**Directions:** Begin at the line containing "wallets should display" in the entries below and end at the line containing "issued so far"; transcribe that range exactly and nothing outside it.

**The data:**

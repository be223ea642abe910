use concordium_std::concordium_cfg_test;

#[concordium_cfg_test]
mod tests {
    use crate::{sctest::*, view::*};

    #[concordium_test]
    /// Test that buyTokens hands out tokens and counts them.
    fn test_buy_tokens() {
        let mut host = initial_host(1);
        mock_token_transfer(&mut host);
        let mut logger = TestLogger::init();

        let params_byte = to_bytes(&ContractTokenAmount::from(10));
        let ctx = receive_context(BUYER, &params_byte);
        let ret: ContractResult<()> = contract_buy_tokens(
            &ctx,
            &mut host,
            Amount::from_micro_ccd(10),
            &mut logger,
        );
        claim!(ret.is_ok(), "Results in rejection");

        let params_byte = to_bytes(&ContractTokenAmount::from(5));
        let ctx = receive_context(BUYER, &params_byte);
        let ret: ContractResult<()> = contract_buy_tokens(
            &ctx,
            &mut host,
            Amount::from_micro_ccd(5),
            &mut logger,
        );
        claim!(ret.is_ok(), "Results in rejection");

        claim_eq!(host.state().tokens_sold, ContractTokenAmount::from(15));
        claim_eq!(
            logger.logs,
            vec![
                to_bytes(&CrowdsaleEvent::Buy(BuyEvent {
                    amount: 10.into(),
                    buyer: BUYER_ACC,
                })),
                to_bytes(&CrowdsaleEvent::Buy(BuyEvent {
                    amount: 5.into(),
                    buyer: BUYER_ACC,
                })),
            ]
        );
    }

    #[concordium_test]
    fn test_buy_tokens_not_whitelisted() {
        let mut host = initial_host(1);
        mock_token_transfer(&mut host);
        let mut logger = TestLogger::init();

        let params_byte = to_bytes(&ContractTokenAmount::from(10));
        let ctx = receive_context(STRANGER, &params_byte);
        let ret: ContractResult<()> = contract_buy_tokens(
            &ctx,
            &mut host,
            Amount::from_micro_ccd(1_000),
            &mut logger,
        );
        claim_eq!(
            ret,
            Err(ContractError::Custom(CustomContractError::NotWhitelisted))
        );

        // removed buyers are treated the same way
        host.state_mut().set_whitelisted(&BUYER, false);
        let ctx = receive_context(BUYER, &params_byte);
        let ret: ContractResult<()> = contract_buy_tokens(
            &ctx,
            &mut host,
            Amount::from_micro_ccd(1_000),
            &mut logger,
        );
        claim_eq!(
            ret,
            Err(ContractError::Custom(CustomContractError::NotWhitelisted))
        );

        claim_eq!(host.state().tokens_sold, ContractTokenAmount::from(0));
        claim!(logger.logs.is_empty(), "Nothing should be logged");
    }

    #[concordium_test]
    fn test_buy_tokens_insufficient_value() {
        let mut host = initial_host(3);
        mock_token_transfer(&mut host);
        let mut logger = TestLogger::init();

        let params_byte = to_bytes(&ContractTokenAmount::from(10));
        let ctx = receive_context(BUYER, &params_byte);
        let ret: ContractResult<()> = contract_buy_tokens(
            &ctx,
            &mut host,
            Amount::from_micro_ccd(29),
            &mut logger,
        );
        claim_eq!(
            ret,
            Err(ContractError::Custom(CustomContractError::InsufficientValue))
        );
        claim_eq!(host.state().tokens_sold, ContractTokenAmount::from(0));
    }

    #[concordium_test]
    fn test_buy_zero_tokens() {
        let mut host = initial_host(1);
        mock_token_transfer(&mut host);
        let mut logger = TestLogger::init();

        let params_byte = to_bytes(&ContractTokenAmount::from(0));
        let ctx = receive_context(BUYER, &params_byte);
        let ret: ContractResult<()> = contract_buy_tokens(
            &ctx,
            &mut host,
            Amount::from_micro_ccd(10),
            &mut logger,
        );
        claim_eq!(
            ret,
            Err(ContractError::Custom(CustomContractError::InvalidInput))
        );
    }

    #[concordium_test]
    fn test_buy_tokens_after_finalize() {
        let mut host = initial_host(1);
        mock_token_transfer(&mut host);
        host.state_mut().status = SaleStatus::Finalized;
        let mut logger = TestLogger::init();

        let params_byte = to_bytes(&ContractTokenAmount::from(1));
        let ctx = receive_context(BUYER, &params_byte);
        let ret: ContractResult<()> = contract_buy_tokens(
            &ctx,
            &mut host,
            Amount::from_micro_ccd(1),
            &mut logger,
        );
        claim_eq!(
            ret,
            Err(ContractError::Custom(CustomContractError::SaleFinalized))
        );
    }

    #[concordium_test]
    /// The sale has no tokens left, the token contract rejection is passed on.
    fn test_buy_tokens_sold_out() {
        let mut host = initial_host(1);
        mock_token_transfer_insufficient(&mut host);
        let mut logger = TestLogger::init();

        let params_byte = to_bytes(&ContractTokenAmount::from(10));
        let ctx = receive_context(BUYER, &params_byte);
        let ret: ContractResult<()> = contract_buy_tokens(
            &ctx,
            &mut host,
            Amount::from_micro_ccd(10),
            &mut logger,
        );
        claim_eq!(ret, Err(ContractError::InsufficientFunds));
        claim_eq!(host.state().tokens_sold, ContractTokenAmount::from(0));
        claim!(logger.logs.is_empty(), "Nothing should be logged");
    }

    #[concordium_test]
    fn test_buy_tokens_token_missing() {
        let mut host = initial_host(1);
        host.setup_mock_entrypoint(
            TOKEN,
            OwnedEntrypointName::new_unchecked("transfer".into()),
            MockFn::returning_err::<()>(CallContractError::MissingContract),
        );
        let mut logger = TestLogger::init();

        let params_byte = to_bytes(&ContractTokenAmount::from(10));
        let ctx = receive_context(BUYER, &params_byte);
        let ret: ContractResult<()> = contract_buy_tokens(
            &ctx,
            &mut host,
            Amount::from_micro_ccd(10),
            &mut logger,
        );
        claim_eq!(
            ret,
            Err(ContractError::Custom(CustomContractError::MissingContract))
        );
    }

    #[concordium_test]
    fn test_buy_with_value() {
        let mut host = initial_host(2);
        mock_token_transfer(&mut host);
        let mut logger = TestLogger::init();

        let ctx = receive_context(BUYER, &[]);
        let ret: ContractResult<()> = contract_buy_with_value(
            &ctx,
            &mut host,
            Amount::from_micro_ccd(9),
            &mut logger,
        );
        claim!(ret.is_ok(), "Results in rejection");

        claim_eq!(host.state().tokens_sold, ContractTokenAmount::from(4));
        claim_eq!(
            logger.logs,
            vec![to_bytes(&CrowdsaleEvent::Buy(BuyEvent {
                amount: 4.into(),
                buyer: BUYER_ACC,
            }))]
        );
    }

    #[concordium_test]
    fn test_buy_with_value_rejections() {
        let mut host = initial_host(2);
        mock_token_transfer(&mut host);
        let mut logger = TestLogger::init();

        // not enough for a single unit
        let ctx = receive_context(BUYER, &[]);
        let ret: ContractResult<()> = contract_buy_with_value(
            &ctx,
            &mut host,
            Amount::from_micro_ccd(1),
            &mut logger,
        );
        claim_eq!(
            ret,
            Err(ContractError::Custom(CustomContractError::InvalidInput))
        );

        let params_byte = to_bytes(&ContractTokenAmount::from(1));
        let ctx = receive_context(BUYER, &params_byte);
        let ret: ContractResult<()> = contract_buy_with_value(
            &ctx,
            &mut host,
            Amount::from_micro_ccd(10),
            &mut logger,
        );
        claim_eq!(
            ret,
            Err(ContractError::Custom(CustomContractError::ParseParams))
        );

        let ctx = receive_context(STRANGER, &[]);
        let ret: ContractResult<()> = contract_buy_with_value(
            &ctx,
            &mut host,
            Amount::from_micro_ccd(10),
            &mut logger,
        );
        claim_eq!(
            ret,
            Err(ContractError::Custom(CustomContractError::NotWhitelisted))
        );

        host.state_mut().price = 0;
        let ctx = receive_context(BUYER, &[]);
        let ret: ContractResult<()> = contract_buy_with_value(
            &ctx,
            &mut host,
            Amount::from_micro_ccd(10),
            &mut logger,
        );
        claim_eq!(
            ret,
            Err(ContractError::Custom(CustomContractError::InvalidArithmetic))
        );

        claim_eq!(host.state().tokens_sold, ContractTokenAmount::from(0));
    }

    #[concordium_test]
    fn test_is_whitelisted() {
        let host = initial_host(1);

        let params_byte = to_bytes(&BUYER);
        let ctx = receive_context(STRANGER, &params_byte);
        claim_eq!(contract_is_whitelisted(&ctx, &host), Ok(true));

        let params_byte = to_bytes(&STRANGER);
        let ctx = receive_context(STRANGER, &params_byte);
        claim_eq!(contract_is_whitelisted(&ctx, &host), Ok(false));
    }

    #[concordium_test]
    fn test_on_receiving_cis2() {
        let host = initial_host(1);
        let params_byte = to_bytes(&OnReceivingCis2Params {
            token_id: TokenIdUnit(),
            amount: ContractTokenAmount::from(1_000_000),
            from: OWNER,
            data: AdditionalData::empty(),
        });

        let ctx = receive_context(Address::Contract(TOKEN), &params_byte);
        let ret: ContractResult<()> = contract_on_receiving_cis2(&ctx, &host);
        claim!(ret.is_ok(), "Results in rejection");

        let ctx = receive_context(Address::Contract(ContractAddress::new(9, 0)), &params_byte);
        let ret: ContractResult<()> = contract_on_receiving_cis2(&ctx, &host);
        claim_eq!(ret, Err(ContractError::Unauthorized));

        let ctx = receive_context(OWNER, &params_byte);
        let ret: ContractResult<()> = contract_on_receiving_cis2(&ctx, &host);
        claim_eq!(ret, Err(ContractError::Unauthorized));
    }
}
--
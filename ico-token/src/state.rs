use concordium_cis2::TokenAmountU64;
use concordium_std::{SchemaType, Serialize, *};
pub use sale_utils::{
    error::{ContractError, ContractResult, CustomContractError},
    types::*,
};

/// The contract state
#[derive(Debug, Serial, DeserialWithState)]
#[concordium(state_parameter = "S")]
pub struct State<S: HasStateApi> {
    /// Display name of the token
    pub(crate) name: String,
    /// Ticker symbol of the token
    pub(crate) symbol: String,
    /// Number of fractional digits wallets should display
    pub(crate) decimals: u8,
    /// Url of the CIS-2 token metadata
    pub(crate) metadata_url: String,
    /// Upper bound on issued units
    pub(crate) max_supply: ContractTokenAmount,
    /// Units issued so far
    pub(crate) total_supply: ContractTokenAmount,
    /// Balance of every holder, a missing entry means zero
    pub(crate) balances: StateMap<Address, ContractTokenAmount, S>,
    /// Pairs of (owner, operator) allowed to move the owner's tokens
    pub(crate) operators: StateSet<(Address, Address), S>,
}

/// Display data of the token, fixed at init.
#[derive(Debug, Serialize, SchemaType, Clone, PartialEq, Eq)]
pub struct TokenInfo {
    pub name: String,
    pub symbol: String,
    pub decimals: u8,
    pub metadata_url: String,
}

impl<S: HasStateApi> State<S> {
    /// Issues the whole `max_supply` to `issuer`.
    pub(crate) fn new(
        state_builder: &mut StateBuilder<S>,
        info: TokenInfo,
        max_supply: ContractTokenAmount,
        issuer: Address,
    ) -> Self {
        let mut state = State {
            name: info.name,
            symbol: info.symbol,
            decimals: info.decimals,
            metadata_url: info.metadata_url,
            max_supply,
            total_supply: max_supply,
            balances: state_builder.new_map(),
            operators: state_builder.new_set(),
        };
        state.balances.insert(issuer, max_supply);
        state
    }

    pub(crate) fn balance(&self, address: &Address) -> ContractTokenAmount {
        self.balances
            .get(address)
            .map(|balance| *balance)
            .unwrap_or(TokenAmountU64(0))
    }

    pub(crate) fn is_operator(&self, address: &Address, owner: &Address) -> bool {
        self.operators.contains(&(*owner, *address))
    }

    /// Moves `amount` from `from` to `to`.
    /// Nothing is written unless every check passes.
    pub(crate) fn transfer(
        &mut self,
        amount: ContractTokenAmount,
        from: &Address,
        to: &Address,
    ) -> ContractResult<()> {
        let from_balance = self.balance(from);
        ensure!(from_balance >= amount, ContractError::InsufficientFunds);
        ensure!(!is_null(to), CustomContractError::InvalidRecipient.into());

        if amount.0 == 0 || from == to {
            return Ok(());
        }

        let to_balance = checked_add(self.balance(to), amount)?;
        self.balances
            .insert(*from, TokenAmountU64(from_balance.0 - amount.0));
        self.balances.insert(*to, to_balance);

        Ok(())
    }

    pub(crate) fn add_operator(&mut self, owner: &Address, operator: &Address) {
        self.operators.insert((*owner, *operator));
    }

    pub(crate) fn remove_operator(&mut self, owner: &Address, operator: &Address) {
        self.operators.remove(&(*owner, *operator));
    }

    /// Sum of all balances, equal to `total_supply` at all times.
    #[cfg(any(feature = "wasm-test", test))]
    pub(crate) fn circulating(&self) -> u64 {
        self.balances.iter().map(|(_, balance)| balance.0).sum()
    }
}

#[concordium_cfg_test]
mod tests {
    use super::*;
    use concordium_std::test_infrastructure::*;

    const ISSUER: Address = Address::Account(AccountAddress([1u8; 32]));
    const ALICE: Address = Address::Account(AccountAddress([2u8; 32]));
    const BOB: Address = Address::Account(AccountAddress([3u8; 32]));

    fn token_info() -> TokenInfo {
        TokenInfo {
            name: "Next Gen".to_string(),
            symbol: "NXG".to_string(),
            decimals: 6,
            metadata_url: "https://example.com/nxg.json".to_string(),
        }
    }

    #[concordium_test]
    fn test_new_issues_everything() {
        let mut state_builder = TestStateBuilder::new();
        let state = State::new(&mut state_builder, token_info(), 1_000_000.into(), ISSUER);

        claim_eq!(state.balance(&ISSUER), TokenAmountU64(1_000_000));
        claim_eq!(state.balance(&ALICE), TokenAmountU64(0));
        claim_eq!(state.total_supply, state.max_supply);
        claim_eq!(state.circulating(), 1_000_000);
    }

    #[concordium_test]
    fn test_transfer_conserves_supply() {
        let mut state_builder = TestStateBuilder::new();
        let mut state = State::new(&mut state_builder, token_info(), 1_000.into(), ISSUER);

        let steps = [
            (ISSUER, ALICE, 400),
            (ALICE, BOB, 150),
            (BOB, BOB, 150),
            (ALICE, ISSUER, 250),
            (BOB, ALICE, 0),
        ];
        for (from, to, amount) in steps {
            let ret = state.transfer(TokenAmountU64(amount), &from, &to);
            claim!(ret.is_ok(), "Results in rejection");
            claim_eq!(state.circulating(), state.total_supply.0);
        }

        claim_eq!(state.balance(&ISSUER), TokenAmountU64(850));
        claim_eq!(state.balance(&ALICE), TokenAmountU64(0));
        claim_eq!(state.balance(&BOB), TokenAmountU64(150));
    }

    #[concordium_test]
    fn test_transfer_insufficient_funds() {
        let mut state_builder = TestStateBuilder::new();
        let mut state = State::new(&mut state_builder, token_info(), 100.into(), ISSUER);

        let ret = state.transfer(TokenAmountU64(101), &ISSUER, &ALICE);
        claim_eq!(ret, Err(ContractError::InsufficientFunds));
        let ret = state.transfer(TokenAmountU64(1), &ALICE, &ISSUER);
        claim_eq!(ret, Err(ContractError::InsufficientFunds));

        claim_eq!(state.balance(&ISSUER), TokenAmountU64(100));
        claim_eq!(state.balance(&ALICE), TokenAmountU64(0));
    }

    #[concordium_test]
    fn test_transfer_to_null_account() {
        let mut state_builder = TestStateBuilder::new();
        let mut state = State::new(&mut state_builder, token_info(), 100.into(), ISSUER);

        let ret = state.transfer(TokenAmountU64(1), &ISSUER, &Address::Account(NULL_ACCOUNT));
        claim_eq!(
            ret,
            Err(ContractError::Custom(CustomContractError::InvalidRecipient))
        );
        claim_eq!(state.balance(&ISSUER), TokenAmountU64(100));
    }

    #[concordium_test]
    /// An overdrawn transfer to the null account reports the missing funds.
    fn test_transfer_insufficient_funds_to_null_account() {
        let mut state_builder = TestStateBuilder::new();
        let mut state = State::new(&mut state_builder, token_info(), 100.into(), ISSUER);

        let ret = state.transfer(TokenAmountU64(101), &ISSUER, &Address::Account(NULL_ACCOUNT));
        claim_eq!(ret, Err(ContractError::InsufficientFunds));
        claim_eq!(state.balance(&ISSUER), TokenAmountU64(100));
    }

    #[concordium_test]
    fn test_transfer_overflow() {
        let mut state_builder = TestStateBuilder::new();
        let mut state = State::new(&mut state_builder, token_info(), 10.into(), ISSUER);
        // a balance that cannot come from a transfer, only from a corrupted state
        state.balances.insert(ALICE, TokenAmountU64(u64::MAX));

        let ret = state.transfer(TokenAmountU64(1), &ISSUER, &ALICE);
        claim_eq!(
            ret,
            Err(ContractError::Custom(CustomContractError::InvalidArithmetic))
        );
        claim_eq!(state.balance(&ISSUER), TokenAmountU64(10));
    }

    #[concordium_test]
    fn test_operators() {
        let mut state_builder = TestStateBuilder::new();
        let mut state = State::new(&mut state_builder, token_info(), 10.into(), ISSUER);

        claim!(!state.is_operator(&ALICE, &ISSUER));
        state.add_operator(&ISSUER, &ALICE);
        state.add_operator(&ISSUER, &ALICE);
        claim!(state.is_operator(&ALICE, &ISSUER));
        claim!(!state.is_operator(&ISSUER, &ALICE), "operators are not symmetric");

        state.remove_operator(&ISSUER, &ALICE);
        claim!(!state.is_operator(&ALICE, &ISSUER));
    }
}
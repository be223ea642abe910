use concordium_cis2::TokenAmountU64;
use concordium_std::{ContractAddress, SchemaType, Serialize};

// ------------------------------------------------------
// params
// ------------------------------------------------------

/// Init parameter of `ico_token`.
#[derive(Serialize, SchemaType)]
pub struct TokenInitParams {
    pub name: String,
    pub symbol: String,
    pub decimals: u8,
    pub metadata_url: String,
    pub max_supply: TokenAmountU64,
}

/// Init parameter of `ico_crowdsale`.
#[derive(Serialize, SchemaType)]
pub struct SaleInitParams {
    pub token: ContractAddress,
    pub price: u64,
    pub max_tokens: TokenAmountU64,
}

**Task solution:**
    /// Number of fractional digits wallets should display
    pub(crate) decimals: u8,
    /// Url of the CIS-2 token metadata
    pub(crate) metadata_url: String,
    /// Upper bound on issued units
    pub(crate) max_supply: ContractTokenAmount,
    /// Units issued so far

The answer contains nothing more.